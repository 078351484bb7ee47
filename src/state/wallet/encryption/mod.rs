//! Wallet payload encryption using PBKDF2-HMAC-SHA1 + AES-256
//!
//! This module reads and writes the encrypted wallet blob that is stored on
//! the server and exchanged during pairing.
//!
//! ## Format
//!
//! ```text
//! User Password (UTF-8)
//!     ↓ PBKDF2-HMAC-SHA1 (salt = iv, iterations from the envelope)
//! Stretched Key (256 bits)
//!     ↓ AES-256-CBC, ISO10126 padding
//! base64(iv || ciphertext)
//!     ↓ wrapped in a JSON envelope (v2 - v4) or stored bare (v1)
//! Encrypted Wallet Data
//! ```
//!
//! v1 payloads carry no metadata. They are decrypted by trying every known
//! historical recipe in [`LEGACY_V1_RECIPES`] order.
//!
//! ## Usage
//!
//! ```
//! use wallet_payload_crypto::state::wallet::encryption::PayloadCrypto;
//!
//! # fn main() -> anyhow::Result<()> {
//! let crypto = PayloadCrypto::new();
//! let wrapper = crypto.encrypt_and_verify(r#"{"guid":"abc-123"}"#, "correct horse", 5000)?;
//!
//! let stored = wrapper.to_json()?;
//! let wallet_json = crypto.decrypt_wallet(&stored, "correct horse")?;
//! assert_eq!(r#"{"guid":"abc-123"}"#, wallet_json);
//! # Ok(())
//! # }
//! ```

// Re-export public API
pub use cipher::AesCryptor;
pub use cipher::AesOptions;
pub use cipher::BlockMode;
pub use cipher::CipherError;
pub use cipher::NativeAesCryptor;
pub use cipher::Padding;
pub use format::WalletPayloadWrapper;
pub use format::DEFAULT_PBKDF2_ITERATIONS;
pub use format::SUPPORTED_ENCRYPTION_VERSION;
pub use key_stretcher::KeyDerivationError;
pub use key_stretcher::KeyStretcher;
pub use legacy::CipherRecipe;
pub use legacy::LEGACY_V1_RECIPES;
pub use password::PasswordManager;
pub use payload_crypto::PayloadCrypto;
pub use payload_crypto::PayloadCryptoError;

// Internal modules
mod cipher;
mod format;
mod key_stretcher;
mod legacy;
mod password;
mod payload_crypto;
■ ■ ■
Exercise brief
Select every line in the material above where the string "correct" occurs, and copy it.

Finished exercise
//! let wrapper = crypto.encrypt_and_verify(r#"{"guid":"abc-123"}"#, "correct horse", 5000)?;
//! let wallet_json = crypto.decrypt_wallet(&stored, "correct horse")?;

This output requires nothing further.